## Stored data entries

◇ ◇ ◇ ◇

//! Error types and utilities for the bike sharing dashboard

use thiserror::Error;

/// Result type alias for dashboard operations
pub type Result<T> = std::result::Result<T, BikeshareError>;

/// Main error type for dashboard operations
#[derive(Error, Debug)]
pub enum BikeshareError {
    /// Configuration related errors
    #[error("Configuration error: {message}")]
    Config {
        message: String,
        #[source]
        source: Option<Box<dyn std::error::Error + Send + Sync>>,
    },

    /// I/O related errors
    #[error("I/O error: {0}")]
    Io(#[from] std::io::Error),

    /// Malformed or missing dataset input
    #[error("Data error in {path}{}: {message}", line_suffix(.line))]
    Data {
        path: String,
        line: Option<u64>,
        message: String,
    },

    /// Validation errors for user input or data
    #[error("Validation error: {message}")]
    Validation {
        message: String,
        field: Option<String>,
    },

    /// Graph generation and plotting errors
    #[error("Graph error: {message}")]
    Graph {
        message: String,
        #[source]
        source: Option<Box<dyn std::error::Error + Send + Sync>>,
    },

    /// Serialization/deserialization errors
    #[error("Serialization error: {0}")]
    Serialization(#[from] serde_json::Error),

    /// Generic error with custom message
    #[error("{message}")]
    Generic {
        message: String,
        #[source]
        source: Option<Box<dyn std::error::Error + Send + Sync>>,
    },
}

fn line_suffix(line: &Option<u64>) -> String {
    line.map(|l| format!(" at line {l}")).unwrap_or_default()
}

impl BikeshareError {
    /// Create a new configuration error
    pub fn config(msg: impl Into<String>) -> Self {
        Self::Config {
            message: msg.into(),
            source: None,
        }
    }

    /// Create a new configuration error with source
    pub fn config_with_source(
        msg: impl Into<String>,
        source: impl std::error::Error + Send + Sync + 'static,
    ) -> Self {
        Self::Config {
            message: msg.into(),
            source: Some(Box::new(source)),
        }
    }

    /// Create a new data error for a whole input file
    pub fn data(path: impl Into<String>, msg: impl Into<String>) -> Self {
        Self::Data {
            path: path.into(),
            line: None,
            message: msg.into(),
        }
    }

    /// Create a new data error pointing at a specific line of an input file
    pub fn data_at_line(path: impl Into<String>, line: u64, msg: impl Into<String>) -> Self {
        Self::Data {
            path: path.into(),
            line: Some(line),
            message: msg.into(),
        }
    }

    /// Create a new graph error with source
    pub fn graph_with_source(
        msg: impl Into<String>,
        source: impl std::error::Error + Send + Sync + 'static,
    ) -> Self {
        Self::Graph {
            message: msg.into(),
            source: Some(Box::new(source)),
        }
    }

    /// Create a new validation error
    pub fn validation(msg: impl Into<String>) -> Self {
        Self::Validation {
            message: msg.into(),
            field: None,
        }
    }

    /// Create a new validation error with field name
    pub fn validation_field(msg: impl Into<String>, field: impl Into<String>) -> Self {
        Self::Validation {
            message: msg.into(),
            field: Some(field.into()),
        }
    }

    /// Whether this error rejects user or dataset input
    pub fn is_validation(&self) -> bool {
        matches!(self, Self::Validation { .. })
    }
}

/// Convert from toml::de::Error to BikeshareError
impl From<toml::de::Error> for BikeshareError {
    fn from(err: toml::de::Error) -> Self {
        Self::config_with_source("TOML parsing error", err)
    }
}

#[cfg(feature = "plotters")]
/// Convert from plotters drawing errors to BikeshareError
impl<T> From<plotters::drawing::DrawingAreaErrorKind<T>> for BikeshareError
where
    T: std::error::Error + Send + Sync + 'static,
{
    fn from(err: plotters::drawing::DrawingAreaErrorKind<T>) -> Self {
        Self::graph_with_source("Graph rendering failed", err)
    }
}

◇ ◇ ◇ ◇

Lines before the one containing "graph error with source" are left out. Repeat that line and all lines after it in the records above exactly.

## ANSWER FOR THIS EXERCISE
    /// Create a new graph error with source
    pub fn graph_with_source(
        msg: impl Into<String>,
        source: impl std::error::Error + Send + Sync + 'static,
    ) -> Self {
        Self::Graph {
            message: msg.into(),
            source: Some(Box::new(source)),
        }
    }

    /// Create a new validation error
    pub fn validation(msg: impl Into<String>) -> Self {
        Self::Validation {
            message: msg.into(),
            field: None,
        }
    }

    /// Create a new validation error with field name
    pub fn validation_field(msg: impl Into<String>, field: impl Into<String>) -> Self {
        Self::Validation {
            message: msg.into(),
            field: Some(field.into()),
        }
    }

    /// Whether this error rejects user or dataset input
    pub fn is_validation(&self) -> bool {
        matches!(self, Self::Validation { .. })
    }
}

/// Convert from toml::de::Error to BikeshareError
impl From<toml::de::Error> for BikeshareError {
    fn from(err: toml::de::Error) -> Self {
        Self::config_with_source("TOML parsing error", err)
    }
}

#[cfg(feature = "plotters")]
/// Convert from plotters drawing errors to BikeshareError
impl<T> From<plotters::drawing::DrawingAreaErrorKind<T>> for BikeshareError
where
    T: std::error::Error + Send + Sync + 'static,
{
    fn from(err: plotters::drawing::DrawingAreaErrorKind<T>) -> Self {
        Self::graph_with_source("Graph rendering failed", err)
    }
}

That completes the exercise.